Venture capitalist David Magerman is the latest major donor to the University of Pennsylvania cutting off financial support to the Ivy League school, and he’s calling for all “self-respecting” Jews to do the same.
Hedge fund billionaire Cliff Asness, another major backer of UPenn, is similarly halting donations amid a backlash driven by a Palestinian literary festival that was held on campus last month, before the Hamas terror attacks on Israel.
UPenn leaders acknowledged well before the start of the Palestine Writes Literature Festival that the event would feature speakers with a history of making antisemitic remarks.
Magerman, a UPenn graduate known for building trading algorithms at hedge fund giant Renaissance Technologies, posted a letter on Tuesday sent to UPenn leaders in which he took issue with UPenn President Liz Magill’s decision to hold the festival and her initial response to the terror attacks on Israel.p
“I am deeply ashamed of my association with the University of Pennsylvania. I refuse to donate another dollar to Penn,” Magmeran wrote in the letter to Magill and Scott Bok, chair of the school’s board of trustees.

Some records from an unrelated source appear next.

//! Depth decay of emotional matching.
//!
//! The batch is bucketed by reply depth and a propagation metric is computed
//! per bucket. Buckets smaller than `min_bucket_size` are kept in the output
//! but flagged low-confidence and left out of the fit. Across the remaining
//! depths two monotone models are fitted and the one with the smaller
//! residual sum of squares is selected:
//!
//! - linear: `y = intercept + slope · depth`
//! - exponential: `y = amplitude · exp(−rate · depth)`, fitted on `ln y`;
//!   only attempted when every usable value is positive.
//!
//! Fewer than two usable buckets leaves the fit as "insufficient data".

use std::cmp::Ordering;
use std::collections::BTreeMap;
use std::f64::consts::LN_2;

use serde::Serialize;

use crate::config::{AnalysisConfig, DecayMetric};
use crate::dataset::LabeledPair;
use crate::error::{ContagionError, Result};
use crate::outcome::Outcome;
use crate::stats::{EPS, ensure_finite, least_squares, mean};
use crate::taxonomy::Taxonomy;
use crate::transitions::count_table;

const COMPONENT: &str = "decay";

/// Metric value for one depth bucket.
#[derive(Debug, Clone, Serialize, PartialEq)]
pub struct DepthPoint {
    pub depth: u32,
    pub n: usize,
    pub matches: usize,
    pub value: f64,
    pub low_confidence: bool,
}

#[derive(Debug, Clone, Serialize, PartialEq)]
#[serde(tag = "model", rename_all = "snake_case")]
pub enum DecayParameters {
    Linear {
        intercept: f64,
        slope: f64,
    },
    Exponential {
        amplitude: f64,
        rate: f64,
        /// Depths for the metric to halve; only for positive rates.
        half_life: Option<f64>,
    },
}

impl DecayParameters {
    pub fn predict(&self, depth: f64) -> f64 {
        match *self {
            DecayParameters::Linear { intercept, slope } => intercept + slope * depth,
            DecayParameters::Exponential {
                amplitude, rate, ..
            } => amplitude * (-rate * depth).exp(),
        }
    }

    pub fn name(&self) -> &'static str {
        match self {
            DecayParameters::Linear { .. } => "linear",
            DecayParameters::Exponential { .. } => "exponential",
        }
    }
}

#[derive(Debug, Clone, Serialize, PartialEq)]
pub struct FittedPoint {
    pub depth: u32,
    pub value: f64,
}

/// One candidate model with its goodness of fit.
#[derive(Debug, Clone, Serialize, PartialEq)]
pub struct FitCandidate {
    pub parameters: DecayParameters,
    /// Residual sum of squares on the metric's own scale.
    pub rss: f64,
    /// `None` when the usable values have no spread.
    pub r_squared: Option<f64>,
    /// Model prediction at every depth in the curve, for plotting.
    pub fitted: Vec<FittedPoint>,
}

#[derive(Debug, Clone, Serialize, PartialEq)]
pub struct DecayFit {
    pub selected: FitCandidate,
    pub candidates: Vec<FitCandidate>,
    pub depths_used: Vec<u32>,
}

#[derive(Debug, Clone, Serialize, PartialEq)]
pub struct DecayCurve {
    pub metric: DecayMetric,
    pub min_bucket_size: usize,
    pub points: Vec<DepthPoint>,
    pub fit: Outcome<DecayFit>,
}

impl DecayCurve {
    pub fn point(&self, depth: u32) -> Option<&DepthPoint> {
        self.points.iter().find(|p| p.depth == depth)
    }
}

/// Bucket pairs by depth, ascending.
pub fn bucket_by_depth(pairs: &[LabeledPair]) -> BTreeMap<u32, Vec<&LabeledPair>> {
    let mut buckets: BTreeMap<u32, Vec<&LabeledPair>> = BTreeMap::new();
    for p in pairs {
        buckets.entry(p.depth).or_default().push(p);
    }
    buckets
}

/// Observed match rate minus the rate expected if child labels were
/// independent of parent labels within this bucket.
pub fn bucket_strength(pairs: &[&LabeledPair], taxonomy: &Taxonomy) -> Result<f64> {
    if pairs.is_empty() {
        return Err(ContagionError::insufficient(COMPONENT, "empty bucket"));
    }
    let counts = count_table(pairs.iter().copied(), taxonomy)?;
    let n = pairs.len() as f64;
    let k = counts.len();
    let observed: f64 = (0..k).map(|i| counts[i][i] as f64).sum::<f64>() / n;
    let expected: f64 = (0..k)
        .map(|i| {
            let parent: u64 = counts[i].iter().sum();
            let child: u64 = counts.iter().map(|row| row[i]).sum();
            (parent as f64 / n) * (child as f64 / n)
        })
        .sum();
    ensure_finite(COMPONENT, "bucket strength", observed - expected)
}

/// Per-depth points plus the selected decay fit.
pub fn model(
    pairs: &[LabeledPair],
    taxonomy: &Taxonomy,
    config: &AnalysisConfig,
) -> Result<DecayCurve> {
    if pairs.is_empty() {
        return Err(ContagionError::insufficient(COMPONENT, "no pairs"));
    }

    let mut points = Vec::new();
    for (depth, bucket) in bucket_by_depth(pairs) {
        let n = bucket.len();
        let matches = bucket.iter().filter(|p| p.is_match()).count();
        let value = match config.decay_metric {
            DecayMetric::MatchRate => matches as f64 / n as f64,
            DecayMetric::PropagationStrength => bucket_strength(&bucket, taxonomy)?,
        };
        let low_confidence = n < config.min_bucket_size;
        if low_confidence {
            log::debug!(
                "depth {depth}: {n} pair(s) below minimum bucket size {}",
                config.min_bucket_size
            );
        }
        points.push(DepthPoint {
            depth,
            n,
            matches,
            value,
            low_confidence,
        });
    }

    let fit = Outcome::from_result(COMPONENT, fit_points(&points, config.min_bucket_size));
    if let Some(f) = fit.value() {
        log::info!(
            "decay: {} model over {} depth(s), rss={:.6}",
            f.selected.parameters.name(),
            f.depths_used.len(),
            f.selected.rss
        );
    }
    Ok(DecayCurve {
        metric: config.decay_metric,
        min_bucket_size: config.min_bucket_size,
        points,
        fit,
    })
}

/// Fit linear and exponential models over the confident points.
pub fn fit_points(points: &[DepthPoint], min_bucket_size: usize) -> Result<DecayFit> {
    let usable: Vec<&DepthPoint> = points.iter().filter(|p| !p.low_confidence).collect();
    if usable.len() < 2 {
        return Err(ContagionError::insufficient(
            COMPONENT,
            format!(
                "{} usable depth bucket(s) with at least {min_bucket_size} pairs; need 2",
                usable.len()
            ),
        ));
    }

    let xs: Vec<f64> = usable.iter().map(|p| p.depth as f64).collect();
    let ys: Vec<f64> = usable.iter().map(|p| p.value).collect();
    let all_depths: Vec<u32> = points.iter().map(|p| p.depth).collect();

    let mut candidates = Vec::new();

    let line = least_squares(&xs, &ys).ok_or_else(|| {
        ContagionError::computation(COMPONENT, "linear fit failed on distinct depths")
    })?;
    candidates.push(candidate(
        DecayParameters::Linear {
            intercept: line.intercept,
            slope: line.slope,
        },
        &xs,
        &ys,
        &all_depths,
    )?);

    if ys.iter().all(|&y| y > 0.0) {
        let logs: Vec<f64> = ys.iter().map(|y| y.ln()).collect();
        if let Some(log_line) = least_squares(&xs, &logs) {
            let rate = -log_line.slope;
            let half_life = (rate > EPS).then(|| LN_2 / rate);
            candidates.push(candidate(
                DecayParameters::Exponential {
                    amplitude: log_line.intercept.exp(),
                    rate,
                    half_life,
                },
                &xs,
                &ys,
                &all_depths,
            )?);
        }
    }

    // Ties keep the linear model, which comes first.
    let selected = candidates
        .iter()
        .min_by(|a, b| a.rss.partial_cmp(&b.rss).unwrap_or(Ordering::Equal))
        .cloned()
        .ok_or_else(|| ContagionError::computation(COMPONENT, "no candidate model"))?;

    Ok(DecayFit {
        selected,
        candidates,
        depths_used: usable.iter().map(|p| p.depth).collect(),
    })
}

fn candidate(
    parameters: DecayParameters,
    xs: &[f64],
    ys: &[f64],
    all_depths: &[u32],
) -> Result<FitCandidate> {
    let rss: f64 = xs
        .iter()
        .zip(ys)
        .map(|(&x, &y)| (y - parameters.predict(x)).powi(2))
        .sum();
    let rss = ensure_finite(COMPONENT, "residual sum of squares", rss)?;
    let y_mean = mean(ys).unwrap_or_default();
    let ss_tot: f64 = ys.iter().map(|y| (y - y_mean).powi(2)).sum();
    let r_squared = (ss_tot > EPS).then(|| 1.0 - rss / ss_tot);
    let fitted = all_depths
        .iter()
        .map(|&d| FittedPoint {
            depth: d,
            value: parameters.predict(d as f64),
        })
        .collect();
    Ok(FitCandidate {
        parameters,
        rss,
        r_squared,
        fitted,
    })
}
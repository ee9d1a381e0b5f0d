//! Parent→child macro-label transition matrix.
//!
//! Rows are parent labels, columns child labels, both in taxonomy order.
//! A row with no parent occurrences has `probabilities: None` ("no data")
//! instead of a division by zero.

use serde::Serialize;

use crate::dataset::LabeledPair;
use crate::error::{ContagionError, Result, ValidationReport};
use crate::stats::ensure_finite;
use crate::taxonomy::Taxonomy;

const COMPONENT: &str = "transitions";

/// Row sums must be within this of 1.0.
pub const ROW_SUM_TOLERANCE: f64 = 1e-9;

/// One parent label's outgoing distribution.
#[derive(Debug, Clone, Serialize, PartialEq)]
pub struct TransitionRow {
    pub parent_label: String,
    /// Pairs with this parent label; weights the row's confidence downstream.
    pub observations: u64,
    /// P(child = column | parent = this row), aligned with `TransitionMatrix::labels`.
    /// `None` when `observations` is 0.
    pub probabilities: Option<Vec<f64>>,
}

impl TransitionRow {
    pub fn has_data(&self) -> bool {
        self.probabilities.is_some()
    }
}

/// Square transition matrix with the raw counts it was normalized from.
#[derive(Debug, Clone, Serialize, PartialEq)]
pub struct TransitionMatrix {
    pub labels: Vec<String>,
    /// `counts[parent][child]`.
    pub counts: Vec<Vec<u64>>,
    /// Occurrences of each label on the child side.
    pub child_totals: Vec<u64>,
    pub total: u64,
    pub rows: Vec<TransitionRow>,
}

/// Contingency counts over the taxonomy's macro labels.
pub(crate) fn count_table<'a>(
    pairs: impl IntoIterator<Item = &'a LabeledPair>,
    taxonomy: &Taxonomy,
) -> Result<Vec<Vec<u64>>> {
    let k = taxonomy.macros().len();
    let mut counts = vec![vec![0u64; k]; k];
    let mut report = ValidationReport::new();
    for (i, p) in pairs.into_iter().enumerate() {
        let parent = taxonomy.macro_index(&p.parent_macro_label);
        let child = taxonomy.macro_index(&p.child_macro_label);
        match (parent, child) {
            (Some(a), Some(b)) => counts[a][b] += 1,
            _ => {
                let field = if parent.is_none() {
                    "parent_macro_label"
                } else {
                    "child_macro_label"
                };
                report.push(i + 1, Some(&p.pair_id), field, "label not in taxonomy");
            }
        }
    }
    report.into_result()?;
    Ok(counts)
}

impl TransitionMatrix {
    /// Count and row-normalize parent→child label transitions.
    pub fn build(pairs: &[LabeledPair], taxonomy: &Taxonomy) -> Result<Self> {
        let counts = count_table(pairs, taxonomy)?;
        let labels = taxonomy.macros().to_vec();
        let k = labels.len();

        let mut child_totals = vec![0u64; k];
        let mut rows = Vec::with_capacity(k);
        for (a, row_counts) in counts.iter().enumerate() {
            for (b, &c) in row_counts.iter().enumerate() {
                child_totals[b] += c;
            }
            let observations: u64 = row_counts.iter().sum();
            let probabilities = if observations == 0 {
                None
            } else {
                let probs = row_counts
                    .iter()
                    .map(|&c| c as f64 / observations as f64)
                    .collect::<Vec<_>>();
                check_row(&labels[a], &probs)?;
                Some(probs)
            };
            rows.push(TransitionRow {
                parent_label: labels[a].clone(),
                observations,
                probabilities,
            });
        }

        let total = child_totals.iter().sum();
        let empty = rows.iter().filter(|r| !r.has_data()).count();
        log::info!(
            "transition matrix: {total} pairs, {k} labels, {empty} parent label(s) without data"
        );
        Ok(Self {
            labels,
            counts,
            child_totals,
            total,
            rows,
        })
    }

    pub fn index(&self, label: &str) -> Option<usize> {
        self.labels.iter().position(|l| l == label)
    }

    pub fn row(&self, parent: &str) -> Option<&TransitionRow> {
        self.index(parent).map(|i| &self.rows[i])
    }

    /// P(child | parent); `None` for unknown labels or a row without data.
    pub fn probability(&self, parent: &str, child: &str) -> Option<f64> {
        let a = self.index(parent)?;
        let b = self.index(child)?;
        self.rows[a].probabilities.as_ref().map(|p| p[b])
    }

    /// Unconditional share of pairs whose child carries `label`.
    pub fn child_marginal(&self, label: &str) -> Option<f64> {
        let b = self.index(label)?;
        if self.total == 0 {
            None
        } else {
            Some(self.child_totals[b] as f64 / self.total as f64)
        }
    }
}

fn check_row(label: &str, probs: &[f64]) -> Result<()> {
    let mut sum = 0.0;
    for &p in probs {
        sum += ensure_finite(COMPONENT, "transition probability", p)?;
    }
    if (sum - 1.0).abs() > ROW_SUM_TOLERANCE {
        return Err(ContagionError::computation(
            COMPONENT,
            format!("row '{label}' sums to {sum}"),
        ));
    }
    Ok(())
}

Magerman, who co-founded a seed-stage venture capital fund that invests in artificial intelligence and machine learning, described himself as a “major donor” to UPenn as well as a Torah-observant Jew.
“Jews have played an extraordinary role in the history and legacy of the University of Pennsylvania. And Jews have benefitted from their affiliation with Penn,” Magerman wrote. “But regardless of the economic and social value of a Penn or Wharton degree, there is no place for self-respecting Jewish people at an institution that supports evil.”
In an email sent to Magill on Monday and confirmed by CNN, Asness said he won’t consider making another donation at UPenn until there is “meaningful change” at the school. The founder of AQR Capital Management said he just finished a five-year pledge to the university.
Asness cited the Palestine Writes festival, the university’s initial response to the Hamas terror attacks and a broader “drift away from true freedom of thought, expression and speech” at UPenn and other schools.
“I do not like making something like this about money – but it appears to be one of the only paths that has any hope of mattering, and it has become clear that it is the only voice some of us have,” Asness wrote.
Asness and Magerman join private-equity billionaire Marc Rowan, former US Ambassador Jon Huntsman and other high-profile UPenn donors vowing to close their checkbooks in protest. Billionaire Ronald Lauder, another powerful financial backer of school, is threatening to do the same if more isn’t done to fight antisemitism.
Organizers of the Palestine Writes festival denied that it embraced antisemitism, according to UPenn student newspaper The Daily Pennsylvanian.
Susan Abulhawa, executive director of the Palestine Writes Literature Festival, told CNN the festival was meant to celebrate Palestinian culture and literature and talk about “our predicament” and “resistance.”
Magerman said he is not calling for Magill to resign because it would be “wholly inadequate,” arguing UPenn’s moral foundation needs to be completely rebuilt “from the ground up.”
“You have shown me who you are. My only remaining hope is that all self-respecting Jews, and all moral citizens of the world, dissociate themselves from Penn,” Magerman wrote.
In response, UPenn referred CNN to a statement Magill issued on Tuesday stressing the school has a “moral responsibility to combat antisemitism and to educate our community to recognize and reject hate in all its forms.”
“Alumni are important members of the Penn community,” Magill said. “I hear their anger, pain, and frustration and am taking action to make clear that I stand, and Penn stands, emphatically against the terrorist attacks by Hamas in Israel and against antisemitism.”
UPenn also shared a letter published last month in The Daily Pennsylvanian that was penned by dozens of members of the school’s Jewish community expressing “enthusiasm” for the Palestine Writes Literature Festival.
“We look forward to celebrating this extraordinary gathering of our Palestinian classmates, students, colleagues, and neighbors,” that September 22nd letter said.
Beyond voicing support for the Palestine literary festival, the members of the Jewish community strongly criticized Magill’s September 12 statement condemning antisemitism as for causing “fears for students’ safety” and potentially stifling free expression.
“By using this celebration of Palestinian literary traditions as an occasion to condemn antisemitism,” they wrote, “your statement further marginalizes Palestinian experiences on campus, while supporting attempts to conflate Palestinian liberation with antisemitism.”
The back-and-forth over an event that took place last month, well before the Hamas terror attacks on Israel, underscores the pressure on university leaders to balance freedom of speech issues with fighting hate speech in general and antisemitism in particular.